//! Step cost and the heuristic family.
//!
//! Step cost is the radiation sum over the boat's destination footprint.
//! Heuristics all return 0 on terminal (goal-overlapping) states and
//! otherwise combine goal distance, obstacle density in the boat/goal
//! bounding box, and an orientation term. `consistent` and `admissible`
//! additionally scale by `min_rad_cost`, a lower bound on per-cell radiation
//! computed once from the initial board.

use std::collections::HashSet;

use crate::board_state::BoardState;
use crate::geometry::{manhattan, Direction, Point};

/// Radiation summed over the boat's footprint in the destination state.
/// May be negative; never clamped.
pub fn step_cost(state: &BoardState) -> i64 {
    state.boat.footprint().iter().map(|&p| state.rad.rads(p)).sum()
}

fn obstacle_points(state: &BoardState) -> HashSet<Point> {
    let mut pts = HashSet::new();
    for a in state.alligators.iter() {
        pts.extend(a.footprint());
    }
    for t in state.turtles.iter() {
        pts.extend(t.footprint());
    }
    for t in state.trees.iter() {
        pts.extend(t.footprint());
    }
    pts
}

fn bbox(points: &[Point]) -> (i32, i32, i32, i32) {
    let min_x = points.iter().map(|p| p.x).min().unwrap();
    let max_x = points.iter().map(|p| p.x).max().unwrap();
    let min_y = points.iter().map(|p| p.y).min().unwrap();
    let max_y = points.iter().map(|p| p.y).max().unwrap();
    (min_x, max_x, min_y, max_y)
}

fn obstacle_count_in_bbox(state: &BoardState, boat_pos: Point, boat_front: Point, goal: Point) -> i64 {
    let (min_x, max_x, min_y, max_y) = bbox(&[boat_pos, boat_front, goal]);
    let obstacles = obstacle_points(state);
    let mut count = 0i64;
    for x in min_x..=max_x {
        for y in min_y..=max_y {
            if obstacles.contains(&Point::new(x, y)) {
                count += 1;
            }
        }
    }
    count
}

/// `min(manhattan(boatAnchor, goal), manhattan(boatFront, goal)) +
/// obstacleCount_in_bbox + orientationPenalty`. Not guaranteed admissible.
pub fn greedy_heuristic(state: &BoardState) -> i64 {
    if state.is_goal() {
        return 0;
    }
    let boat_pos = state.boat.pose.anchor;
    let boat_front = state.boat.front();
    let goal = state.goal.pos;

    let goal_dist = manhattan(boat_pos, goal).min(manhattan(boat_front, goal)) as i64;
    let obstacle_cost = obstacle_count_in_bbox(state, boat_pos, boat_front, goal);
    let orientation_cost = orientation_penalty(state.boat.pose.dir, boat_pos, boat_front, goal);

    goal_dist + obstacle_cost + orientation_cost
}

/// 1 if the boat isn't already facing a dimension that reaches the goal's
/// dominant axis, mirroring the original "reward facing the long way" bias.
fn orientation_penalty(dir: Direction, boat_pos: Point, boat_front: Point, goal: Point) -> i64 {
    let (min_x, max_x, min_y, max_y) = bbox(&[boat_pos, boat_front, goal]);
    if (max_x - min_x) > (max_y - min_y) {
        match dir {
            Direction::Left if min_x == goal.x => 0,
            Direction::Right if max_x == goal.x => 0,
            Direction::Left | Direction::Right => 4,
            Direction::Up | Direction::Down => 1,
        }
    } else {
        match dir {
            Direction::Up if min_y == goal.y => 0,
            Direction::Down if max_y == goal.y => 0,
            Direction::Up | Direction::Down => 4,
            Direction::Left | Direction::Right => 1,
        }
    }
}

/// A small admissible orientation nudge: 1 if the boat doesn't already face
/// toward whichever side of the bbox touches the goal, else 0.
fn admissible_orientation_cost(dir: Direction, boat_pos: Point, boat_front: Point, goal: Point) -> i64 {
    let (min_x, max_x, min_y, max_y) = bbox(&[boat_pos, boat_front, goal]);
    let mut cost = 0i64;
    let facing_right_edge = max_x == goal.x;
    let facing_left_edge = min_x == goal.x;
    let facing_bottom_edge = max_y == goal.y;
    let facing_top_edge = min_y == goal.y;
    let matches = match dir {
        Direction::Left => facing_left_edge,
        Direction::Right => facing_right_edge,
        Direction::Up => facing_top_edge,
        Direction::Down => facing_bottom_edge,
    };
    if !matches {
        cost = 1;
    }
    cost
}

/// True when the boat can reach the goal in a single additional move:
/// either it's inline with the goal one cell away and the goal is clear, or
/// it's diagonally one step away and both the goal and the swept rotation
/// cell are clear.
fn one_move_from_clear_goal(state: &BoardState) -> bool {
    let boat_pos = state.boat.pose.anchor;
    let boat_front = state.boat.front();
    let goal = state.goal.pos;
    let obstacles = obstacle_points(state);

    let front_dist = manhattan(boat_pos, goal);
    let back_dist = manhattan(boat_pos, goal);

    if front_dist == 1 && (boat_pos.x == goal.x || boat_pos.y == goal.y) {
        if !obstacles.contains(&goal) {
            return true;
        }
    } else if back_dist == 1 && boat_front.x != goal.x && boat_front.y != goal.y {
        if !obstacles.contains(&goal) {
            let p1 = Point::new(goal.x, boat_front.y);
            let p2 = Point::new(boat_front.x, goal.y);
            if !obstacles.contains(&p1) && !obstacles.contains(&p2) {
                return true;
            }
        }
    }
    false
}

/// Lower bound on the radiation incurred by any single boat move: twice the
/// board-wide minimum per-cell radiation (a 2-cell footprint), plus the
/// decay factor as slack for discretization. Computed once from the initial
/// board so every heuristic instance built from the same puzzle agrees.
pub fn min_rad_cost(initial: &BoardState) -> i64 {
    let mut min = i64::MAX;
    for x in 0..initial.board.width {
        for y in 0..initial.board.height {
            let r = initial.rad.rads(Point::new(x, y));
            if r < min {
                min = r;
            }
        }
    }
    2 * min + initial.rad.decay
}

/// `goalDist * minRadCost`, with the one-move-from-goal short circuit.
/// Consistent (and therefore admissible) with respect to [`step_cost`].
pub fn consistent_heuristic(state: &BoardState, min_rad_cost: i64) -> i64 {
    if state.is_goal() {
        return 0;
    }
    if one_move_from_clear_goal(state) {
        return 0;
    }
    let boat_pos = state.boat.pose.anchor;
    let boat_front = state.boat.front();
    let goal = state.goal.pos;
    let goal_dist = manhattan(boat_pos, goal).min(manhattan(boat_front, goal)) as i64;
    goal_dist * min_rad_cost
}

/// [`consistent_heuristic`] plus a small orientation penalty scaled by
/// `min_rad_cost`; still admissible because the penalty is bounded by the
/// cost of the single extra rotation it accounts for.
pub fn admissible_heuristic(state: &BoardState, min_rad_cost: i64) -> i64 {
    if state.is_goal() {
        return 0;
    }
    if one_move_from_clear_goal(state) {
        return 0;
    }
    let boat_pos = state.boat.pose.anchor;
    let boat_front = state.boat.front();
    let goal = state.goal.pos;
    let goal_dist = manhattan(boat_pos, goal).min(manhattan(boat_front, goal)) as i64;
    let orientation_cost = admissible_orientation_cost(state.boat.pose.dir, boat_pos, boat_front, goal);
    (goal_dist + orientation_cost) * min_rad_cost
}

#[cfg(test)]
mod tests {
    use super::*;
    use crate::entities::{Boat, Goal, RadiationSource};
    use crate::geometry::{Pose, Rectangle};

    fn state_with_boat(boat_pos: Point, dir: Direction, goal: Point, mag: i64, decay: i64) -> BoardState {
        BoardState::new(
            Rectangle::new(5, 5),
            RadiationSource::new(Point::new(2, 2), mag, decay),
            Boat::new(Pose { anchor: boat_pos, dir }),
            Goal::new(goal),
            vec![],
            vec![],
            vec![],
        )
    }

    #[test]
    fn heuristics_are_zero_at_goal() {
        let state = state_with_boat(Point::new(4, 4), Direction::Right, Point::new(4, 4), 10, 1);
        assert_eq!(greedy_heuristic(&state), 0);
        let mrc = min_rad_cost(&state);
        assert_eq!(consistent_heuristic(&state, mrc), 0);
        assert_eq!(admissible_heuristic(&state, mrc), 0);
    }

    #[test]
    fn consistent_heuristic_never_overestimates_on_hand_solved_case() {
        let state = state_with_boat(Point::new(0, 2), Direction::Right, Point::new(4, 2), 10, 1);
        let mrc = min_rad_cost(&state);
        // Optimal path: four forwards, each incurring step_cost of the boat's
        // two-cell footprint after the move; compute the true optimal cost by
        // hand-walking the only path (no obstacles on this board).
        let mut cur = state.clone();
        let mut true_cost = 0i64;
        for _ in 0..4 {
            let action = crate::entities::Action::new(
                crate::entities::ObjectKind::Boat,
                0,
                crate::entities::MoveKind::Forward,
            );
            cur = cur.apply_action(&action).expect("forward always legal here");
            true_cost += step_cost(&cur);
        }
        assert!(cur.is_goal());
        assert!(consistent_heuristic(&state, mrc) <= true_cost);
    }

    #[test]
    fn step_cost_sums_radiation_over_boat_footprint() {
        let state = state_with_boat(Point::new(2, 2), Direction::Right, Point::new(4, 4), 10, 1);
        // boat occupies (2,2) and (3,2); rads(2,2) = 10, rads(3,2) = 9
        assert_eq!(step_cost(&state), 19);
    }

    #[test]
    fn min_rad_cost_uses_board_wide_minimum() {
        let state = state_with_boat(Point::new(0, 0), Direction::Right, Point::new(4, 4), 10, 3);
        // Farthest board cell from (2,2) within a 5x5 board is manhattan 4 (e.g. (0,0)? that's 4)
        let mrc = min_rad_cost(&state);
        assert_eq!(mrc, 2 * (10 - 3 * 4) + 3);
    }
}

——

- _Work to complete_: Return every line above where "HashSet" appears.

- _Answer to this problem_:
use std::collections::HashSet;
fn obstacle_points(state: &BoardState) -> HashSet<Point> {
    let mut pts = HashSet::new();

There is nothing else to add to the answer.